■ Exercise requirements:
Could you retype the whole listing, word for word?

■ Given entries:
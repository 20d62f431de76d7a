//! Utility helpers: generational allocation, math extensions, and logging.

pub mod allocator;
pub mod logging;
pub mod math;

pub use allocator::{Arena, Handle};
pub use math::*;
//! Firewall enforcer core library
//!
//! Reconciles the live firewall rules of many cloud projects against a
//! desired policy: diff, veto hook, dry-run preview, bounded-concurrency
//! batch runs with a structured summary.

pub mod approval;
pub mod clock;
pub mod compute;
pub mod config;
pub mod diff;
pub mod enforcer;
pub mod metrics;
pub mod obs;
pub mod policy;
pub mod rule;
pub mod telemetry;

pub use approval::{
    AlwaysApprove, ChangeApprover, CollectingObserver, MaxChangesApprover, NoopObserver,
    ProtectedRulesApprover, ResultObserver,
};
pub use clock::{AdvancingClock, Clock, MockClock, SystemClock};
pub use compute::fakes::{MemoryComputeClient, MutationCall};
pub use compute::fs::JsonDirComputeClient;
pub use compute::{ComputeClient, ComputeError, ComputeResult, MutationKind};
pub use config::{ConfigError, EnforcerConfig};
pub use diff::{diff_rules, RuleDiff};
pub use enforcer::{
    ApplyProgress, BatchFirewallEnforcer, BatchResult, CancelHandle, EnforcementError,
    EnforcementState, EnforcementStatus, EnforcerLog, ErrorDetail, FailureKind, ProjectEnforcer,
    ProjectResult,
};
pub use policy::{Policy, PolicyError};
pub use rule::{Action, Direction, Permission, Rule};

pub use metrics::METRICS;
pub use telemetry::init_tracing;

/// Crate version
pub const VERSION: &str = env!("CARGO_PKG_VERSION");
//! Desired-state policies and their validation.

use std::collections::{BTreeMap, BTreeSet};
use std::fmt;
use std::sync::OnceLock;

use regex::Regex;
use serde::{Deserialize, Serialize};
use sha2::{Digest, Sha256};

use crate::rule::{sorted_by_name, Rule};

/// Longest rule name the cloud API accepts.
pub const MAX_RULE_NAME_LEN: usize = 63;

/// Which input of a comparison a rule came from.
#[derive(Debug, Clone, Copy, PartialEq, Eq)]
pub enum RuleSide {
    Current,
    Desired,
}

impl fmt::Display for RuleSide {
    fn fmt(&self, f: &mut fmt::Formatter<'_>) -> fmt::Result {
        match self {
            RuleSide::Current => f.write_str("current"),
            RuleSide::Desired => f.write_str("desired"),
        }
    }
}

/// Errors produced when a rule set is malformed.
#[derive(Debug, Clone, PartialEq, Eq, thiserror::Error)]
pub enum PolicyError {
    #[error("duplicate rule name '{name}' in {side} rules")]
    DuplicateRuleName { side: RuleSide, name: String },

    #[error("invalid rule name '{name}': must be 1-63 lowercase letters, digits or hyphens, starting with a letter")]
    InvalidRuleName { name: String },

    #[error("policy has no rules; refusing to remove every firewall rule")]
    EmptyPolicy,

    #[error("rule '{rule}' references unknown network '{network}'")]
    UnknownNetwork { rule: String, network: String },

    #[error("project has no networks to expand rule '{rule}' onto")]
    NoNetworks { rule: String },
}

fn rule_name_pattern() -> &'static Regex {
    static PATTERN: OnceLock<Regex> = OnceLock::new();
    PATTERN.get_or_init(|| {
        Regex::new(r"^[a-z]([-a-z0-9]{0,61}[a-z0-9])?$").expect("rule name pattern is valid")
    })
}

/// `true` if `name` is accepted by the cloud API as a firewall rule name.
pub fn is_valid_rule_name(name: &str) -> bool {
    rule_name_pattern().is_match(name)
}

/// Index `rules` by name, rejecting duplicates.
pub fn index_by_name(rules: &[Rule], side: RuleSide) -> Result<BTreeMap<&str, &Rule>, PolicyError> {
    let mut index = BTreeMap::new();
    for rule in rules {
        if index.insert(rule.name.as_str(), rule).is_some() {
            return Err(PolicyError::DuplicateRuleName {
                side,
                name: rule.name.clone(),
            });
        }
    }
    Ok(index)
}

/// The desired firewall rules for one project.
///
/// Serialized as a bare JSON array of rules.
#[derive(Debug, Clone, Default, PartialEq, Eq, Serialize, Deserialize)]
#[serde(transparent)]
pub struct Policy {
    rules: Vec<Rule>,
}

impl Policy {
    pub fn new(rules: impl IntoIterator<Item = Rule>) -> Self {
        Self {
            rules: rules.into_iter().collect(),
        }
    }

    pub fn rules(&self) -> &[Rule] {
        &self.rules
    }

    pub fn len(&self) -> usize {
        self.rules.len()
    }

    pub fn is_empty(&self) -> bool {
        self.rules.is_empty()
    }

    /// Check names are unique and well-formed, and that the policy is not
    /// empty unless `allow_empty` is set.
    pub fn validate(&self, allow_empty: bool) -> Result<(), PolicyError> {
        if self.rules.is_empty() && !allow_empty {
            return Err(PolicyError::EmptyPolicy);
        }
        index_by_name(&self.rules, RuleSide::Desired)?;
        if let Some(bad) = self.rules.iter().find(|r| !is_valid_rule_name(&r.name)) {
            return Err(PolicyError::InvalidRuleName {
                name: bad.name.clone(),
            });
        }
        Ok(())
    }

    /// SHA-256 hex digest of the rules, sorted by name.
    ///
    /// Two policies with the same rules in a different order share a digest.
    pub fn digest(&self) -> String {
        let canonical = sorted_by_name(&self.rules);
        // Rule serialization cannot fail: every field is a string, set or scalar.
        let bytes = serde_json::to_vec(&canonical).unwrap_or_default();
        hex::encode(Sha256::digest(&bytes))
    }

    /// Attach network-less rules to every network of the project.
    ///
    /// A rule without a network is replaced by one copy per entry of
    /// `networks`, named `<rule>-<network>`. Rules that name a network must
    /// name one of `networks`.
    pub fn expand_to_networks(&self, networks: &[String]) -> Result<Policy, PolicyError> {
        let known: BTreeSet<&str> = networks.iter().map(String::as_str).collect();
        let mut expanded = Vec::with_capacity(self.rules.len() * networks.len().max(1));

        for rule in &self.rules {
            match &rule.network {
                Some(network) if known.contains(network.as_str()) => expanded.push(rule.clone()),
                Some(network) => {
                    return Err(PolicyError::UnknownNetwork {
                        rule: rule.name.clone(),
                        network: network.clone(),
                    })
                }
                None if known.is_empty() => {
                    return Err(PolicyError::NoNetworks {
                        rule: rule.name.clone(),
                    })
                }
                None => {
                    for network in &known {
                        let mut copy = rule.renamed(expanded_rule_name(&rule.name, network));
                        copy.network = Some((*network).to_string());
                        expanded.push(copy);
                    }
                }
            }
        }

        Ok(Policy { rules: expanded })
    }
}

impl FromIterator<Rule> for Policy {
    fn from_iter<T: IntoIterator<Item = Rule>>(iter: T) -> Self {
        Self::new(iter)
    }
}

/// Name of `rule` once attached to `network`.
///
/// Network identifiers may be full resource paths; only the last segment is
/// used. When the combined name is too long the network part is replaced by
/// a short digest of the full identifier.
pub fn expanded_rule_name(rule: &str, network: &str) -> String {
    let short = network.rsplit('/').next().unwrap_or(network);
    let candidate = format!("{rule}-{short}");
    if candidate.len() <= MAX_RULE_NAME_LEN {
        return candidate;
    }

    let tag = &hex::encode(Sha256::digest(network.as_bytes()))[..8];
    let keep = MAX_RULE_NAME_LEN - tag.len() - 1;
    let prefix: String = rule.chars().take(keep).collect();
    format!("{}-{tag}", prefix.trim_end_matches('-'))
}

■ Completed task:
repository 20d62f431de76d7a
//! Utility helpers: generational allocation, math extensions, and logging.

pub mod allocator;
pub mod logging;
pub mod math;

pub use allocator::{Arena, Handle};
pub use math::*;
//! Firewall enforcer core library
//!
//! Reconciles the live firewall rules of many cloud projects against a
//! desired policy: diff, veto hook, dry-run preview, bounded-concurrency
//! batch runs with a structured summary.

pub mod approval;
pub mod clock;
pub mod compute;
pub mod config;
pub mod diff;
pub mod enforcer;
pub mod metrics;
pub mod obs;
pub mod policy;
pub mod rule;
pub mod telemetry;

pub use approval::{
    AlwaysApprove, ChangeApprover, CollectingObserver, MaxChangesApprover, NoopObserver,
    ProtectedRulesApprover, ResultObserver,
};
pub use clock::{AdvancingClock, Clock, MockClock, SystemClock};
pub use compute::fakes::{MemoryComputeClient, MutationCall};
pub use compute::fs::JsonDirComputeClient;
pub use compute::{ComputeClient, ComputeError, ComputeResult, MutationKind};
pub use config::{ConfigError, EnforcerConfig};
pub use diff::{diff_rules, RuleDiff};
pub use enforcer::{
    ApplyProgress, BatchFirewallEnforcer, BatchResult, CancelHandle, EnforcementError,
    EnforcementState, EnforcementStatus, EnforcerLog, ErrorDetail, FailureKind, ProjectEnforcer,
    ProjectResult,
};
pub use policy::{Policy, PolicyError};
pub use rule::{Action, Direction, Permission, Rule};

pub use metrics::METRICS;
pub use telemetry::init_tracing;

/// Crate version
pub const VERSION: &str = env!("CARGO_PKG_VERSION");
//! Desired-state policies and their validation.

use std::collections::{BTreeMap, BTreeSet};
use std::fmt;
use std::sync::OnceLock;

use regex::Regex;
use serde::{Deserialize, Serialize};
use sha2::{Digest, Sha256};

use crate::rule::{sorted_by_name, Rule};

/// Longest rule name the cloud API accepts.
pub const MAX_RULE_NAME_LEN: usize = 63;

/// Which input of a comparison a rule came from.
#[derive(Debug, Clone, Copy, PartialEq, Eq)]
pub enum RuleSide {
    Current,
    Desired,
}

impl fmt::Display for RuleSide {
    fn fmt(&self, f: &mut fmt::Formatter<'_>) -> fmt::Result {
        match self {
            RuleSide::Current => f.write_str("current"),
            RuleSide::Desired => f.write_str("desired"),
        }
    }
}

/// Errors produced when a rule set is malformed.
#[derive(Debug, Clone, PartialEq, Eq, thiserror::Error)]
pub enum PolicyError {
    #[error("duplicate rule name '{name}' in {side} rules")]
    DuplicateRuleName { side: RuleSide, name: String },

    #[error("invalid rule name '{name}': must be 1-63 lowercase letters, digits or hyphens, starting with a letter")]
    InvalidRuleName { name: String },

    #[error("policy has no rules; refusing to remove every firewall rule")]
    EmptyPolicy,

    #[error("rule '{rule}' references unknown network '{network}'")]
    UnknownNetwork { rule: String, network: String },

    #[error("project has no networks to expand rule '{rule}' onto")]
    NoNetworks { rule: String },
}

fn rule_name_pattern() -> &'static Regex {
    static PATTERN: OnceLock<Regex> = OnceLock::new();
    PATTERN.get_or_init(|| {
        Regex::new(r"^[a-z]([-a-z0-9]{0,61}[a-z0-9])?$").expect("rule name pattern is valid")
    })
}

/// `true` if `name` is accepted by the cloud API as a firewall rule name.
pub fn is_valid_rule_name(name: &str) -> bool {
    rule_name_pattern().is_match(name)
}

/// Index `rules` by name, rejecting duplicates.
pub fn index_by_name(rules: &[Rule], side: RuleSide) -> Result<BTreeMap<&str, &Rule>, PolicyError> {
    let mut index = BTreeMap::new();
    for rule in rules {
        if index.insert(rule.name.as_str(), rule).is_some() {
            return Err(PolicyError::DuplicateRuleName {
                side,
                name: rule.name.clone(),
            });
        }
    }
    Ok(index)
}

/// The desired firewall rules for one project.
///
/// Serialized as a bare JSON array of rules.
#[derive(Debug, Clone, Default, PartialEq, Eq, Serialize, Deserialize)]
#[serde(transparent)]
pub struct Policy {
    rules: Vec<Rule>,
}

impl Policy {
    pub fn new(rules: impl IntoIterator<Item = Rule>) -> Self {
        Self {
            rules: rules.into_iter().collect(),
        }
    }

    pub fn rules(&self) -> &[Rule] {
        &self.rules
    }

    pub fn len(&self) -> usize {
        self.rules.len()
    }

    pub fn is_empty(&self) -> bool {
        self.rules.is_empty()
    }

    /// Check names are unique and well-formed, and that the policy is not
    /// empty unless `allow_empty` is set.
    pub fn validate(&self, allow_empty: bool) -> Result<(), PolicyError> {
        if self.rules.is_empty() && !allow_empty {
            return Err(PolicyError::EmptyPolicy);
        }
        index_by_name(&self.rules, RuleSide::Desired)?;
        if let Some(bad) = self.rules.iter().find(|r| !is_valid_rule_name(&r.name)) {
            return Err(PolicyError::InvalidRuleName {
                name: bad.name.clone(),
            });
        }
        Ok(())
    }

    /// SHA-256 hex digest of the rules, sorted by name.
    ///
    /// Two policies with the same rules in a different order share a digest.
    pub fn digest(&self) -> String {
        let canonical = sorted_by_name(&self.rules);
        // Rule serialization cannot fail: every field is a string, set or scalar.
        let bytes = serde_json::to_vec(&canonical).unwrap_or_default();
        hex::encode(Sha256::digest(&bytes))
    }

    /// Attach network-less rules to every network of the project.
    ///
    /// A rule without a network is replaced by one copy per entry of
    /// `networks`, named `<rule>-<network>`. Rules that name a network must
    /// name one of `networks`.
    pub fn expand_to_networks(&self, networks: &[String]) -> Result<Policy, PolicyError> {
        let known: BTreeSet<&str> = networks.iter().map(String::as_str).collect();
        let mut expanded = Vec::with_capacity(self.rules.len() * networks.len().max(1));

        for rule in &self.rules {
            match &rule.network {
                Some(network) if known.contains(network.as_str()) => expanded.push(rule.clone()),
                Some(network) => {
                    return Err(PolicyError::UnknownNetwork {
                        rule: rule.name.clone(),
                        network: network.clone(),
                    })
                }
                None if known.is_empty() => {
                    return Err(PolicyError::NoNetworks {
                        rule: rule.name.clone(),
                    })
                }
                None => {
                    for network in &known {
                        let mut copy = rule.renamed(expanded_rule_name(&rule.name, network));
                        copy.network = Some((*network).to_string());
                        expanded.push(copy);
                    }
                }
            }
        }

        Ok(Policy { rules: expanded })
    }
}

impl FromIterator<Rule> for Policy {
    fn from_iter<T: IntoIterator<Item = Rule>>(iter: T) -> Self {
        Self::new(iter)
    }
}

/// Name of `rule` once attached to `network`.
///
/// Network identifiers may be full resource paths; only the last segment is
/// used. When the combined name is too long the network part is replaced by
/// a short digest of the full identifier.
pub fn expanded_rule_name(rule: &str, network: &str) -> String {
    let short = network.rsplit('/').next().unwrap_or(network);
    let candidate = format!("{rule}-{short}");
    if candidate.len() <= MAX_RULE_NAME_LEN {
        return candidate;
    }

    let tag = &hex::encode(Sha256::digest(network.as_bytes()))[..8];
    let keep = MAX_RULE_NAME_LEN - tag.len() - 1;
    let prefix: String = rule.chars().take(keep).collect();
    format!("{}-{tag}", prefix.trim_end_matches('-'))
}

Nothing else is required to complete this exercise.